Redd Foxx is best-known for playing Fred Sanford in the show Sanford and Son, although many people didn’t know that Sanford was his real surname. Fred Sanford, in fact, was the name of Foxx’s father (and his brother, too, for that matter). The show was based on the British series Steptoe and Son, and transferred the setting from London to the Watts area of L.A. It made Foxx — whose take-no-prisoners style of standup comedy had made him a profane nightclub legend — a household name around the world.

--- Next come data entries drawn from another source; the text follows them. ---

//! Declarative query definitions.
//!
//! A [`QuerySpec`] describes a query in YAML or JSON and replays it against the
//! [`DbQuery`] builder:
//!
//! ```yaml
//! name: openOrders
//! entity: Order
//! joins:
//!   - entity: Customer
//!     via: customer
//!     kind: loose
//! columns:
//!   - { column: id }
//!   - { column: name, table: T2 }
//! conditions:
//!   - { column: status, op: "=", values: [OPEN] }
//! sort:
//!   - { column: orderDate, direction: DESC }
//! window: { min: 0, max: 10 }
//! ```

use serde::{Deserialize, Serialize};
use std::path::Path;
use std::sync::Arc;
use thiserror::Error;

use super::{BindValue, DbQuery, EntityJoin, JoinKind, QueryError, SqlOp};
use crate::catalog::MetadataProvider;

#[derive(Debug, Error)]
pub enum QuerySpecError {
    #[error("Failed to read query definition: {0}")]
    Read(#[from] std::io::Error),
    #[error("Failed to parse query definition: {0}")]
    Parse(#[from] serde_yaml::Error),
    #[error(transparent)]
    Query(#[from] QueryError),
}

#[derive(Debug, Clone, PartialEq, Serialize, Deserialize)]
pub struct QuerySpec {
    #[serde(default)]
    pub name: Option<String>,
    pub entity: String,
    #[serde(default)]
    pub alias: Option<String>,
    #[serde(default)]
    pub joins: Vec<JoinSpec>,
    #[serde(default)]
    pub columns: Vec<ColumnSpec>,
    #[serde(default)]
    pub conditions: Vec<ConditionSpec>,
    #[serde(default)]
    pub group_by: Vec<ColumnRef>,
    #[serde(default)]
    pub sort: Vec<SortSpec>,
    #[serde(default)]
    pub window: Option<WindowSpec>,
    #[serde(default)]
    pub distinct: bool,
    #[serde(default)]
    pub count: bool,
}

#[derive(Debug, Clone, PartialEq, Serialize, Deserialize)]
pub struct JoinSpec {
    pub entity: String,
    #[serde(default)]
    pub alias: Option<String>,
    #[serde(default)]
    pub via: Option<String>,
    #[serde(default)]
    pub from: Option<String>,
    #[serde(default)]
    pub kind: JoinKind,
    #[serde(default = "default_true")]
    pub select_all: bool,
}

#[derive(Debug, Clone, Copy, PartialEq, Eq, Serialize, Deserialize)]
#[serde(rename_all = "snake_case")]
pub enum Aggregate {
    Avg,
    Sum,
    Min,
    Max,
    Count,
    CountDistinct,
    Distinct,
}

#[derive(Debug, Clone, PartialEq, Serialize, Deserialize)]
pub struct ColumnSpec {
    pub column: String,
    #[serde(default)]
    pub table: Option<String>,
    #[serde(default, rename = "as")]
    pub as_name: Option<String>,
    #[serde(default)]
    pub aggregate: Option<Aggregate>,
}

#[derive(Debug, Clone, PartialEq, Serialize, Deserialize)]
pub struct ColumnRef {
    pub column: String,
    #[serde(default)]
    pub table: Option<String>,
}

#[derive(Debug, Clone, Copy, PartialEq, Eq, Serialize, Deserialize)]
#[serde(rename_all = "lowercase")]
pub enum SeparatorSpec {
    And,
    Or,
    Open,
    Close,
}

#[derive(Debug, Clone, PartialEq, Serialize, Deserialize)]
#[serde(untagged)]
pub enum ConditionSpec {
    Separator {
        separator: SeparatorSpec,
    },
    Predicate {
        column: String,
        #[serde(default)]
        table: Option<String>,
        op: SqlOp,
        #[serde(default)]
        values: Vec<BindValue>,
    },
}

#[derive(Debug, Clone, PartialEq, Serialize, Deserialize)]
pub struct SortSpec {
    pub column: String,
    #[serde(default)]
    pub table: Option<String>,
    #[serde(default = "default_direction")]
    pub direction: String,
}

#[derive(Debug, Clone, Copy, PartialEq, Eq, Serialize, Deserialize)]
pub struct WindowSpec {
    #[serde(default)]
    pub min: i64,
    pub max: i64,
}

fn default_true() -> bool {
    true
}

fn default_direction() -> String {
    "ASC".to_string()
}

impl QuerySpec {
    pub fn from_yaml_str(content: &str) -> Result<Self, QuerySpecError> {
        Ok(serde_yaml::from_str(content)?)
    }

    pub fn from_yaml_file<P: AsRef<Path>>(path: P) -> Result<Self, QuerySpecError> {
        let content = std::fs::read_to_string(path)?;
        Self::from_yaml_str(&content)
    }

    /// Build the query against the given metadata.
    pub fn build(&self, provider: Arc<dyn MetadataProvider>) -> Result<DbQuery, QueryError> {
        self.build_configured(provider, |_| {})
    }

    /// Build the query, letting `configure` set query options (strict join
    /// resolution, case sensitivity) before any join is resolved.
    pub fn build_configured(
        &self,
        provider: Arc<dyn MetadataProvider>,
        configure: impl FnOnce(&mut DbQuery),
    ) -> Result<DbQuery, QueryError> {
        let mut first = EntityJoin::new(self.entity.clone());
        first.alias = self.alias.clone();
        let mut query = DbQuery::build(provider, first)?;
        if let Some(name) = &self.name {
            query.set_name(name.clone());
        }
        configure(&mut query);
        self.apply(&mut query)?;
        Ok(query)
    }

    /// Replay joins, columns, conditions, grouping, sorting and flags on `query`.
    pub fn apply(&self, query: &mut DbQuery) -> Result<(), QueryError> {
        for join in &self.joins {
            let mut spec = EntityJoin::new(join.entity.clone()).kind(join.kind);
            spec.alias = join.alias.clone();
            spec.link_name = join.via.clone();
            spec.target_alias = join.from.clone();
            spec.select_all_columns = join.select_all;
            query.join(spec)?;
        }

        let main = query.main_alias().unwrap_or("T1").to_string();
        let table = |t: &Option<String>| t.clone().unwrap_or_else(|| main.clone());

        for column in &self.columns {
            let alias = table(&column.table);
            let as_name = column.as_name.as_deref();
            match column.aggregate {
                None => match as_name {
                    Some(as_name) => query.add_column_as(&column.column, &alias, as_name)?,
                    None => query.add_column(&column.column, &alias)?,
                },
                Some(Aggregate::Avg) => query.add_avg(&column.column, &alias, as_name)?,
                Some(Aggregate::Sum) => query.add_sum(&column.column, &alias, as_name)?,
                Some(Aggregate::Min) => query.add_min(&column.column, &alias, as_name)?,
                Some(Aggregate::Max) => query.add_max(&column.column, &alias, as_name)?,
                Some(Aggregate::Count) => query.add_count(&column.column, &alias, as_name, false)?,
                Some(Aggregate::CountDistinct) => {
                    query.add_count(&column.column, &alias, as_name, true)?
                }
                Some(Aggregate::Distinct) => query.add_distinct(&column.column, &alias, as_name)?,
            };
        }

        for cond in &self.conditions {
            match cond {
                ConditionSpec::Separator { separator } => {
                    match separator {
                        SeparatorSpec::And => query.and(),
                        SeparatorSpec::Or => query.or(),
                        SeparatorSpec::Open => query.start_group(),
                        SeparatorSpec::Close => query.end_group(),
                    };
                }
                ConditionSpec::Predicate { column, table: t, op, values } => {
                    let alias = table(t);
                    let first = values.first().cloned().unwrap_or(BindValue::Null);
                    match op {
                        SqlOp::In | SqlOp::NotIn => {
                            let negated = *op == SqlOp::NotIn;
                            query.add_cond_in_list(column, &alias, values.clone(), negated)?
                        }
                        SqlOp::IsNull | SqlOp::IsNotNull => {
                            query.add_cond_is_null(column, &alias, *op == SqlOp::IsNotNull)?
                        }
                        SqlOp::Between => {
                            let second = values.get(1).cloned().ok_or_else(|| {
                                let context = format!("BETWEEN on {}.{}", alias, column);
                                QueryError::MissingArguments(context)
                            })?;
                            query.add_cond_between(column, &alias, first, second)?
                        }
                        _ => query.add_cond(column, &alias, *op, first)?,
                    };
                }
            }
        }

        for group in &self.group_by {
            query.add_group_by(&group.column, &table(&group.table))?;
        }
        for sort in &self.sort {
            query.add_sort_by(&sort.column, &table(&sort.table), &sort.direction)?;
        }

        if let Some(window) = self.window {
            query.set_min_rownum(window.min).set_max_rownum(window.max);
        }
        query.set_distinct(self.distinct).set_count(self.count);
        Ok(())
    }
}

It was also his career peak. He left the show prematurely, and never quite got the combination right to keep a career. Eddie Murphy cast him in 1989’s Harlem Nights, and when Foxx — once a rich man whose wealth slipped away — died two years later, Murphy stepped in to pay for his funeral and burial. “For some strange reason,” Murphy told Vanity Fair, “a lot of people in show business, when they die, they don’t have their stuff in order.”

An underrated part of Sanford and Son was Desmond Wilson, whose Lamont was often the mature one in his many scenes with Foxx’s Fred. Wilson died just last week, at 79.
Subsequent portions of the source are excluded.